Diving into bulkCreate method in Sequelize
Background
During my recent development work on a data synchronization feature using bulkCreate
method in Sequelize, I encountered an issue with incorrect returning IDs when using the updateOnDuplicate: true
option. This led me to suspect that Sequelize generates the returning IDs through inference. To confirm my hypothesis, I decided to investigate the source code of Sequelize.
How Sequelize generate returning IDs in bulkCreate
Despite the extensive codebase of Sequelize, locating the bulkCreate
method was straightforward. A global search within the codebase led me directly to the src/model.js
file, where I found the relevant comment confirming my initial assumption.
/*
* The success handler is passed an array of instances, but please notice that these may not completely represent the state of the rows in the DB. This is because MySQL
* and SQLite do not make it easy to obtain back automatically generated IDs and other default values in a way that can be mapped to multiple records.

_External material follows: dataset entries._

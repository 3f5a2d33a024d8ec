//! Well-known tenant role names and the settings write permission gate.
//!
//! Role vocabulary is owned by the identity subsystem; these constants match
//! the values seeded into `tenant_members.role`.

use crate::settings::SettingsField;

pub const ROLE_OWNER: &str = "owner";
pub const ROLE_ADMIN: &str = "admin";
pub const ROLE_ADMINISTRATOR: &str = "administrator";
pub const ROLE_CONTROLLER: &str = "controller";
pub const ROLE_MEMBER: &str = "member";

/// Roles allowed to write shared tenant branding unless configured otherwise.
pub const DEFAULT_ELEVATED_ROLES: &[&str] =
    &[ROLE_OWNER, ROLE_ADMIN, ROLE_ADMINISTRATOR, ROLE_CONTROLLER];

/// Decides which settings fields a principal may persist.
///
/// Only [`SettingsField::CustomColors`] is gated: it feeds the tenant-wide
/// record, so it requires an elevated role. Every other field is always
/// writable by the owning principal to their own record.
#[derive(Debug, Clone, PartialEq, Eq)]
pub struct PermissionGate {
    elevated: Vec<String>,
}

impl PermissionGate {
    /// Build a gate from an explicit elevated role set.
    pub fn new<I, S>(elevated: I) -> Self
    where
        I: IntoIterator<Item = S>,
        S: Into<String>,
    {
        Self {
            elevated: elevated.into_iter().map(Into::into).collect(),
        }
    }

    /// Returns `true` if `role` belongs to the elevated set.
    ///
    /// Comparison is case-insensitive; a missing role is never elevated.
    pub fn is_elevated(&self, role: Option<&str>) -> bool {
        match role {
            Some(role) => self
                .elevated
                .iter()
                .any(|r| r.eq_ignore_ascii_case(role.trim())),
            None => false,
        }
    }

    /// Returns `true` if a principal holding `role` may persist `field`.
    pub fn allows(&self, field: SettingsField, role: Option<&str>) -> bool {
        match field {
            SettingsField::CustomColors => self.is_elevated(role),
            _ => true,
        }
    }

    /// The configured elevated role names.
    pub fn elevated_roles(&self) -> &[String] {
        &self.elevated
    }
}

impl Default for PermissionGate {
    fn default() -> Self {
        Self::new(DEFAULT_ELEVATED_ROLES.iter().copied())
    }
}

#[cfg(test)]
mod tests {
    use super::*;

    #[test]
    fn test_default_gate_elevates_privileged_roles() {
        let gate = PermissionGate::default();
        assert!(gate.is_elevated(Some(ROLE_OWNER)));
        assert!(gate.is_elevated(Some(ROLE_ADMIN)));
        assert!(gate.is_elevated(Some(ROLE_ADMINISTRATOR)));
        assert!(gate.is_elevated(Some(ROLE_CONTROLLER)));
    }

    #[test]
    fn test_ordinary_and_missing_roles_are_not_elevated() {
        let gate = PermissionGate::default();
        assert!(!gate.is_elevated(Some(ROLE_MEMBER)));
        assert!(!gate.is_elevated(Some("")));
        assert!(!gate.is_elevated(None));
    }

    #[test]
    fn test_role_comparison_ignores_case_and_whitespace() {
        let gate = PermissionGate::default();
        assert!(gate.is_elevated(Some(" Owner ")));
    }

    #[test]
    fn test_only_custom_colors_is_gated() {
        let gate = PermissionGate::default();
        assert!(!gate.allows(SettingsField::CustomColors, Some(ROLE_MEMBER)));
        assert!(gate.allows(SettingsField::CustomColors, Some(ROLE_OWNER)));
        assert!(gate.allows(SettingsField::DateFormat, Some(ROLE_MEMBER)));
        assert!(gate.allows(SettingsField::Notifications, None));
    }

    #[test]
    fn test_custom_elevated_set_replaces_defaults() {
        let gate = PermissionGate::new(["brand-manager"]);
        assert!(gate.is_elevated(Some("brand-manager")));
        assert!(!gate.is_elevated(Some(ROLE_OWNER)));
        assert_eq!(gate.elevated_roles(), ["brand-manager".to_string()]);
    }
}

* To obtain Instances for the newly created values, you will need to query for them again.
*/
Next, I proceeded to investigate this method by following the code snippets below:
// src/model.js
const results = await model.queryInterface.bulkInsert(model.getTableName(options), records, options, fieldMappedAttributes);
static get queryInterface() {
return this.sequelize.getQueryInterface();
}
// src/sequelize.js
this.queryInterface = this.dialect.queryInterface;
// src/dialects/sqlite/index.js
// Just take SQLite as an example.
this.queryInterface = new SQLiteQueryInterface(
sequelize,
this.queryGenerator
);
// src/dialects/sqlite/query-interface.js
class SQLiteQueryInterface extends QueryInterface {
// ...
}
// src/dialects/abstract/query-generator.js
async bulkInsert(tableName, records, options, attributes) {
options = { ...options };
options.type = QueryTypes.INSERT;
const results = await this.sequelize.query(
this.queryGenerator.bulkInsertQuery(tableName, records, options, attributes),
options
);
return results[0];
}
// src/sequelize.js
async query(sql, options) {
// ...
const query = new this.dialect.Query(connection, this, options);
// ...
return await query.run(sql, bindParameters);
// ...
}
// src/dialects/sqlite/query.js
async run(sql, parameters) {
// ...
resolve(query._handleQueryResponse(this, columnTypes, executionError, results, errForStack.stack));
// ...
}
And finally I got what I was aiming for:
// src/dialects/sqlite/query.js
_handleQueryResponse(metaData, columnTypes, err, results, errStack) {
// ...
// add the inserted row id to the instance
if (this.isInsertQuery(results, metaData) || this.isUpsertQuery()) {
this.handleInsertQuery(results, metaData);
if (!this.instance) {
// handle bulkCreate AI primary key
if (
metaData.constructor.name === 'Statement'
&& this.model
&& this.model.autoIncrementAttribute
&& this.model.autoIncrementAttribute === this.model.primaryKeyAttribute
&& this.model.rawAttributes[this.model.primaryKeyAttribute]
) {
const startId = metaData[this.getInsertIdField()] - metaData.changes + 1;
result = [];
for (let i = startId; i < startId + metaData.changes; i++) {
result.push({ [this.model.rawAttributes[this.model.primaryKeyAttribute].field]: i });
}
} else {
result = metaData[this.getInsertIdField()];
}
}
}
// ...
}
Upon the _handleQueryResponse
method, it became apparent that Sequelize utilizes the last inserted ID and infers the remaining IDs when using bulkCreate
. Consequently, when using updateOnDuplicate: true
option, there is a possibility of receiving incorrect IDs in the return.
A handy tip for obtaining accurate IDs
Enhance the data table by introducing abatch
field, assigning a batch number to each set of data being inserted. Subsequently, you can query the inserted IDs by using the corresponding batch number.
Risk of using updateOnDuplicate: true
While utilizing the updateOnDuplicate: true
option, I observed that even though duplicate rows are skipped, the autoIncrement
key continues to increment. From the documentation of MySQL, it said:
The effects are not quite identical: For an InnoDB table where a is an auto-increment column, the INSERT statement increases the auto-increment value but the UPDATE does not.
The database follows a process of attempting to insert, incrementing the ID, and then the duplicate is detected. However, once the ID is auto-incremented, it cannot be rolled back.
This situation presents a potential risk when utilizing a master-slave database architecture. As the ID is auto-incremented but duplicate is detected, the operation do not leave bin logs, there is a chance for key conficts to arise when the master goes down and the slave is promoted as the new master.